(Dataset entries)
==*==

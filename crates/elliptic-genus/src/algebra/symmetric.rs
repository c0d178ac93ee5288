//! Partitions and the change of basis from monomial to elementary symmetric
//! functions.
//!
//! Chern classes are the elementary symmetric functions of the Chern roots,
//! so a symmetric expression written in monomial symmetric functions `m_λ`
//! becomes a polynomial in Chern classes through [`SymmetricTransition`].
//!
//! # Examples
//!
//! ```
//! use elliptic_genus::algebra::symmetric::SymmetricTransition;
//!
//! // m_{21} = e_2 e_1 - 3 e_3, i.e. c1*c2 - 3*c3
//! let t = SymmetricTransition::new(3)?;
//! let m21 = t.chern_polynomial(&[2, 1]).expect("partition of 3");
//! assert_eq!(m21.format_with(|i| format!("c{}", i + 1)), "c1*c2 - 3*c3");
//! # Ok::<(), elliptic_genus::Error>(())
//! ```

use std::collections::HashMap;

use num_bigint::BigInt;
use num_traits::{One, Zero};

use super::linalg;
use super::polynomial::Polynomial;
use super::rational::Rational;
use super::Coefficient;
use crate::error::Result;

/// Partitions of `n` in decreasing lexicographic order, parts decreasing.
///
/// `partitions(0)` is the single empty partition.
#[must_use]
pub fn partitions(n: usize) -> Vec<Vec<usize>> {
    fn fill(remaining: usize, max_part: usize, current: &mut Vec<usize>, out: &mut Vec<Vec<usize>>) {
        if remaining == 0 {
            out.push(current.clone());
            return;
        }
        for part in (1..=remaining.min(max_part)).rev() {
            current.push(part);
            fill(remaining - part, part, current, out);
            current.pop();
        }
    }

    let mut out = Vec::new();
    fill(n, n, &mut Vec::new(), &mut out);
    out
}

/// The product `c_{ν_1} c_{ν_2} …`, with `c_i` the variable `x_{i-1}`.
#[must_use]
pub fn elementary_monomial(nu: &[usize]) -> Polynomial {
    let len = nu.iter().copied().max().unwrap_or(0);
    let mut exponents = vec![0u32; len];
    for &part in nu {
        if part > 0 {
            exponents[part - 1] += 1;
        }
    }
    Polynomial::from_term(exponents, Rational::one())
}

/// Number of 0-1 matrices with the given row and column sums.
///
/// This is the coefficient of `m_μ` in `e_ν`.
#[must_use]
pub fn zero_one_matrices(row_sums: &[usize], column_sums: &[usize]) -> BigInt {
    let mut columns: Vec<usize> = column_sums.iter().copied().filter(|&c| c > 0).collect();
    columns.sort_unstable_by(|a, b| b.cmp(a));
    let mut memo = HashMap::new();
    count_rows(row_sums, columns, &mut memo)
}

fn count_rows(
    rows: &[usize],
    columns: Vec<usize>,
    memo: &mut HashMap<(usize, Vec<usize>), BigInt>,
) -> BigInt {
    let Some((&first, rest)) = rows.split_first() else {
        return if columns.is_empty() {
            BigInt::one()
        } else {
            BigInt::zero()
        };
    };
    let key = (rows.len(), columns.clone());
    if let Some(hit) = memo.get(&key) {
        return hit.clone();
    }

    let mut subsets = Vec::new();
    combinations(columns.len(), first, 0, &mut Vec::new(), &mut subsets);
    let mut total = BigInt::zero();
    for subset in subsets {
        let mut next = columns.clone();
        for &j in &subset {
            next[j] -= 1;
        }
        next.retain(|&c| c > 0);
        next.sort_unstable_by(|a, b| b.cmp(a));
        total += count_rows(rest, next, memo);
    }
    memo.insert(key, total.clone());
    total
}

fn combinations(len: usize, k: usize, start: usize, chosen: &mut Vec<usize>, out: &mut Vec<Vec<usize>>) {
    if k == 0 {
        out.push(chosen.clone());
        return;
    }
    for j in start..len {
        if len - j < k {
            break;
        }
        chosen.push(j);
        combinations(len, k - 1, j + 1, chosen, out);
        chosen.pop();
    }
}

/// The matrix expressing each `m_λ` of a fixed degree in the `e_ν`.
#[derive(Clone, Debug)]
pub struct SymmetricTransition {
    partitions: Vec<Vec<usize>>,
    monomial_in_elementary: Vec<Vec<Rational>>,
}

impl SymmetricTransition {
    /// Builds the transition for symmetric functions of degree `degree`.
    ///
    /// # Errors
    ///
    /// Returns [`crate::Error::Singular`] if the `e`-to-`m` matrix fails to
    /// invert, which does not happen for a correct count of 0-1 matrices.
    pub fn new(degree: usize) -> Result<Self> {
        let partitions = partitions(degree);
        let e_in_m: Vec<Vec<Rational>> = partitions
            .iter()
            .map(|nu| {
                partitions
                    .iter()
                    .map(|mu| Rational::from_integer(zero_one_matrices(nu, mu)))
                    .collect()
            })
            .collect();
        let monomial_in_elementary = linalg::inverse(&e_in_m)?;
        Ok(Self {
            partitions,
            monomial_in_elementary,
        })
    }

    /// Partitions of the degree, in the order used by every row.
    #[must_use]
    pub fn partitions(&self) -> &[Vec<usize>] {
        &self.partitions
    }

    /// Nonzero coefficients `(ν, a)` with `m_λ = Σ a e_ν`, where `λ` is the
    /// `index`-th partition.
    pub fn expansion(&self, index: usize) -> impl Iterator<Item = (&[usize], &Rational)> {
        self.monomial_in_elementary
            .get(index)
            .into_iter()
            .flat_map(|row| row.iter().enumerate())
            .filter(|(_, a)| !a.is_zero())
            .map(move |(j, a)| (self.partitions[j].as_slice(), a))
    }

    /// `m_λ` as a polynomial in Chern classes.
    #[must_use]
    pub fn chern_polynomial(&self, lambda: &[usize]) -> Option<Polynomial> {
        let index = self.partitions.iter().position(|p| p == lambda)?;
        Some(
            self.expansion(index)
                .fold(Polynomial::zero(), |acc, (nu, a)| {
                    acc + elementary_monomial(nu).scale(a)
                }),
        )
    }
}

#[cfg(test)]
mod tests {
    use super::*;
    use crate::algebra::integer;

    #[test]
    fn partition_counts() {
        assert_eq!(partitions(0), vec![Vec::<usize>::new()]);
        assert_eq!(partitions(3), vec![vec![3], vec![2, 1], vec![1, 1, 1]]);
        let counts: Vec<usize> = (1..=8).map(|n| partitions(n).len()).collect();
        assert_eq!(counts, vec![1, 2, 3, 5, 7, 11, 15, 22]);
    }

    #[test]
    fn zero_one_counts() {
        assert_eq!(zero_one_matrices(&[2, 1], &[1, 1, 1]), BigInt::from(3));
        assert_eq!(zero_one_matrices(&[2, 1], &[2, 1]), BigInt::from(1));
        assert_eq!(zero_one_matrices(&[3], &[3]), BigInt::zero());
        assert_eq!(zero_one_matrices(&[], &[]), BigInt::one());
    }

    #[test]
    fn power_sum_in_chern_classes() {
        // m_2 = p_2 = c1^2 - 2 c2
        let t = SymmetricTransition::new(2).expect("invertible");
        let p2 = t.chern_polynomial(&[2]).expect("partition of 2");
        let expected = elementary_monomial(&[1, 1]) - elementary_monomial(&[2]).scale(&integer(2));
        assert_eq!(p2, expected);
    }

    #[test]
    fn top_monomial_is_top_elementary() {
        let t = SymmetricTransition::new(4).expect("invertible");
        assert_eq!(t.chern_polynomial(&[1, 1, 1, 1]), Some(elementary_monomial(&[4])));
        assert_eq!(t.chern_polynomial(&[5]), None);
    }
}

==*==

▶ _Aim of the task_
Reproduce verbatim the lines above, from the line with "pub fn chern_polynomial(&self, lambda: &[usize])" through the line with "use crate::algebra::integer;".

▶ _Answer to this exercise_
    pub fn chern_polynomial(&self, lambda: &[usize]) -> Option<Polynomial> {
        let index = self.partitions.iter().position(|p| p == lambda)?;
        Some(
            self.expansion(index)
                .fold(Polynomial::zero(), |acc, (nu, a)| {
                    acc + elementary_monomial(nu).scale(a)
                }),
        )
    }
}

#[cfg(test)]
mod tests {
    use super::*;
    use crate::algebra::integer;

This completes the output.